__TASK DESCRIPTION__
From the first line to the last, print the data exactly as written.

__PROVIDED RECORDS__
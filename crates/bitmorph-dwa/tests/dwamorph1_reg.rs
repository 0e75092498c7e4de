//! DWA brick morphology regression test
//!
//! Brick DWA results are compared with the pixel-level reference for a
//! range of sizes, including sizes above 63 that are split into chained
//! runs, under both boundary conditions. Opening and closing are checked
//! against reference compositions and their algebraic properties.

use bitmorph_core::Bitmap;
use bitmorph_dwa::{
    BoundaryCondition, DwaConfig, MorphOp, close_brick_dwa, dilate_brick_dwa, erode_brick_dwa,
    morph_brick_dwa, open_brick_dwa, reference,
};
use bitmorph_test::{RegParams, random_blocks};

fn test_image() -> Bitmap {
    random_blocks(150, 140, 60, 24, 17).expect("random_blocks")
}

#[test]
fn dwamorph1_reg() {
    let _ = env_logger::builder().is_test(true).try_init();
    let mut rp = RegParams::new("dwamorph1");
    let pixs = test_image();

    let sizes = [
        (3, 3),
        (5, 5),
        (7, 7),
        (3, 1),
        (1, 3),
        (11, 1),
        (1, 11),
        (2, 2),
        (4, 6),
        (63, 2),
        (64, 1),
        (1, 70),
        (130, 3),
    ];

    for &(hsize, vsize) in &sizes {
        eprintln!("Testing DWA vs reference: {}x{}", hsize, vsize);

        for boundary in [BoundaryCondition::Asymmetric, BoundaryCondition::Symmetric] {
            let config = DwaConfig::default().with_boundary(boundary);
            for op in [MorphOp::Dilate, MorphOp::Erode] {
                let dwa = morph_brick_dwa(&pixs, op, hsize, vsize, &config).expect("dwa");
                let expected =
                    reference::brick(&pixs, op, hsize, vsize, boundary).expect("reference");
                let same = rp.compare_bitmaps(&expected, &dwa);
                eprintln!(
                    "  {:?} {:?}: {}",
                    op,
                    boundary,
                    if same { "MATCH" } else { "DIFFER" }
                );
            }
        }

        // Convenience wrappers use the asymmetric condition
        let dil = dilate_brick_dwa(&pixs, hsize, vsize).expect("dilate_brick_dwa");
        let ero = erode_brick_dwa(&pixs, hsize, vsize).expect("erode_brick_dwa");
        rp.check(pixs.is_subset_of(&dil).expect("subset"), "dilation is extensive");
        rp.check(ero.is_subset_of(&pixs).expect("subset"), "erosion is anti-extensive");
    }

    assert!(rp.cleanup(), "dwamorph1 regression test failed");
}

#[test]
fn dwamorph1_open_close_reg() {
    let mut rp = RegParams::new("dwamorph1_open_close");
    let pixs = test_image();
    let asym = BoundaryCondition::Asymmetric;

    for &(hsize, vsize) in &[(3, 3), (5, 1), (1, 6), (8, 5), (21, 2)] {
        // --- Opening: reference erosion followed by reference dilation ---
        let opened = open_brick_dwa(&pixs, hsize, vsize).expect("open_brick_dwa");
        let eroded = reference::brick(&pixs, MorphOp::Erode, hsize, vsize, asym).expect("ref");
        let expected = reference::brick(&eroded, MorphOp::Dilate, hsize, vsize, asym).expect("ref");
        rp.compare_bitmaps(&expected, &opened);

        // --- Closing: reference on an image padded far enough that the
        // dilation never reaches the edge ---
        let closed = close_brick_dwa(&pixs, hsize, vsize).expect("close_brick_dwa");
        let pad = hsize.max(vsize);
        let padded = pixs.add_border(pad, 0).expect("add_border");
        let dilated = reference::brick(&padded, MorphOp::Dilate, hsize, vsize, asym).expect("ref");
        let expected = reference::brick(&dilated, MorphOp::Erode, hsize, vsize, asym)
            .expect("ref")
            .remove_border(pad)
            .expect("remove_border");
        rp.compare_bitmaps(&expected, &closed);

        // --- Properties ---
        rp.check(opened.is_subset_of(&pixs).expect("subset"), "opening is anti-extensive");
        rp.check(pixs.is_subset_of(&closed).expect("subset"), "closing is extensive");
        let reopened = open_brick_dwa(&opened, hsize, vsize).expect("open_brick_dwa");
        rp.compare_bitmaps(&opened, &reopened);
        let reclosed = close_brick_dwa(&closed, hsize, vsize).expect("close_brick_dwa");
        rp.compare_bitmaps(&closed, &reclosed);
    }

    // Large bricks still order open <= image <= close
    let opened = open_brick_dwa(&pixs, 70, 65).expect("open_brick_dwa");
    let closed = close_brick_dwa(&pixs, 70, 65).expect("close_brick_dwa");
    rp.check(opened.is_subset_of(&pixs).expect("subset"), "large opening");
    rp.check(pixs.is_subset_of(&closed).expect("subset"), "large closing");

    assert!(rp.cleanup(), "dwamorph1_open_close regression test failed");
}

#[cfg(feature = "rayon")]
#[test]
fn dwamorph1_parallel_reg() {
    let mut rp = RegParams::new("dwamorph1_parallel");
    let pixs = test_image();
    let sequential = DwaConfig::default();
    let parallel = DwaConfig::default().with_parallel(true);

    for &(hsize, vsize) in &[(5, 9), (64, 3), (2, 100)] {
        for op in [MorphOp::Dilate, MorphOp::Erode] {
            let a = morph_brick_dwa(&pixs, op, hsize, vsize, &sequential).expect("sequential");
            let b = morph_brick_dwa(&pixs, op, hsize, vsize, &parallel).expect("parallel");
            rp.compare_bitmaps(&a, &b);
        }
    }

    assert!(rp.cleanup(), "dwamorph1_parallel regression test failed");
}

__RESPONSE AREA__
filename crates/bitmorph-dwa/tests/dwamorph1_reg.rs
repository 0e75092498c7e4de
//! DWA brick morphology regression test
//!
//! Brick DWA results are compared with the pixel-level reference for a
//! range of sizes, including sizes above 63 that are split into chained
//! runs, under both boundary conditions. Opening and closing are checked
//! against reference compositions and their algebraic properties.

use bitmorph_core::Bitmap;
use bitmorph_dwa::{
    BoundaryCondition, DwaConfig, MorphOp, close_brick_dwa, dilate_brick_dwa, erode_brick_dwa,
    morph_brick_dwa, open_brick_dwa, reference,
};
use bitmorph_test::{RegParams, random_blocks};

fn test_image() -> Bitmap {
    random_blocks(150, 140, 60, 24, 17).expect("random_blocks")
}

#[test]
fn dwamorph1_reg() {
    let _ = env_logger::builder().is_test(true).try_init();
    let mut rp = RegParams::new("dwamorph1");
    let pixs = test_image();

    let sizes = [
        (3, 3),
        (5, 5),
        (7, 7),
        (3, 1),
        (1, 3),
        (11, 1),
        (1, 11),
        (2, 2),
        (4, 6),
        (63, 2),
        (64, 1),
        (1, 70),
        (130, 3),
    ];

    for &(hsize, vsize) in &sizes {
        eprintln!("Testing DWA vs reference: {}x{}", hsize, vsize);

        for boundary in [BoundaryCondition::Asymmetric, BoundaryCondition::Symmetric] {
            let config = DwaConfig::default().with_boundary(boundary);
            for op in [MorphOp::Dilate, MorphOp::Erode] {
                let dwa = morph_brick_dwa(&pixs, op, hsize, vsize, &config).expect("dwa");
                let expected =
                    reference::brick(&pixs, op, hsize, vsize, boundary).expect("reference");
                let same = rp.compare_bitmaps(&expected, &dwa);
                eprintln!(
                    "  {:?} {:?}: {}",
                    op,
                    boundary,
                    if same { "MATCH" } else { "DIFFER" }
                );
            }
        }

        // Convenience wrappers use the asymmetric condition
        let dil = dilate_brick_dwa(&pixs, hsize, vsize).expect("dilate_brick_dwa");
        let ero = erode_brick_dwa(&pixs, hsize, vsize).expect("erode_brick_dwa");
        rp.check(pixs.is_subset_of(&dil).expect("subset"), "dilation is extensive");
        rp.check(ero.is_subset_of(&pixs).expect("subset"), "erosion is anti-extensive");
    }

    assert!(rp.cleanup(), "dwamorph1 regression test failed");
}

#[test]
fn dwamorph1_open_close_reg() {
    let mut rp = RegParams::new("dwamorph1_open_close");
    let pixs = test_image();
    let asym = BoundaryCondition::Asymmetric;

    for &(hsize, vsize) in &[(3, 3), (5, 1), (1, 6), (8, 5), (21, 2)] {
        // --- Opening: reference erosion followed by reference dilation ---
        let opened = open_brick_dwa(&pixs, hsize, vsize).expect("open_brick_dwa");
        let eroded = reference::brick(&pixs, MorphOp::Erode, hsize, vsize, asym).expect("ref");
        let expected = reference::brick(&eroded, MorphOp::Dilate, hsize, vsize, asym).expect("ref");
        rp.compare_bitmaps(&expected, &opened);

        // --- Closing: reference on an image padded far enough that the
        // dilation never reaches the edge ---
        let closed = close_brick_dwa(&pixs, hsize, vsize).expect("close_brick_dwa");
        let pad = hsize.max(vsize);
        let padded = pixs.add_border(pad, 0).expect("add_border");
        let dilated = reference::brick(&padded, MorphOp::Dilate, hsize, vsize, asym).expect("ref");
        let expected = reference::brick(&dilated, MorphOp::Erode, hsize, vsize, asym)
            .expect("ref")
            .remove_border(pad)
            .expect("remove_border");
        rp.compare_bitmaps(&expected, &closed);

        // --- Properties ---
        rp.check(opened.is_subset_of(&pixs).expect("subset"), "opening is anti-extensive");
        rp.check(pixs.is_subset_of(&closed).expect("subset"), "closing is extensive");
        let reopened = open_brick_dwa(&opened, hsize, vsize).expect("open_brick_dwa");
        rp.compare_bitmaps(&opened, &reopened);
        let reclosed = close_brick_dwa(&closed, hsize, vsize).expect("close_brick_dwa");
        rp.compare_bitmaps(&closed, &reclosed);
    }

    // Large bricks still order open <= image <= close
    let opened = open_brick_dwa(&pixs, 70, 65).expect("open_brick_dwa");
    let closed = close_brick_dwa(&pixs, 70, 65).expect("close_brick_dwa");
    rp.check(opened.is_subset_of(&pixs).expect("subset"), "large opening");
    rp.check(pixs.is_subset_of(&closed).expect("subset"), "large closing");

    assert!(rp.cleanup(), "dwamorph1_open_close regression test failed");
}

#[cfg(feature = "rayon")]
#[test]
fn dwamorph1_parallel_reg() {
    let mut rp = RegParams::new("dwamorph1_parallel");
    let pixs = test_image();
    let sequential = DwaConfig::default();
    let parallel = DwaConfig::default().with_parallel(true);

    for &(hsize, vsize) in &[(5, 9), (64, 3), (2, 100)] {
        for op in [MorphOp::Dilate, MorphOp::Erode] {
            let a = morph_brick_dwa(&pixs, op, hsize, vsize, &sequential).expect("sequential");
            let b = morph_brick_dwa(&pixs, op, hsize, vsize, &parallel).expect("parallel");
            rp.compare_bitmaps(&a, &b);
        }
    }

    assert!(rp.cleanup(), "dwamorph1_parallel regression test failed");
}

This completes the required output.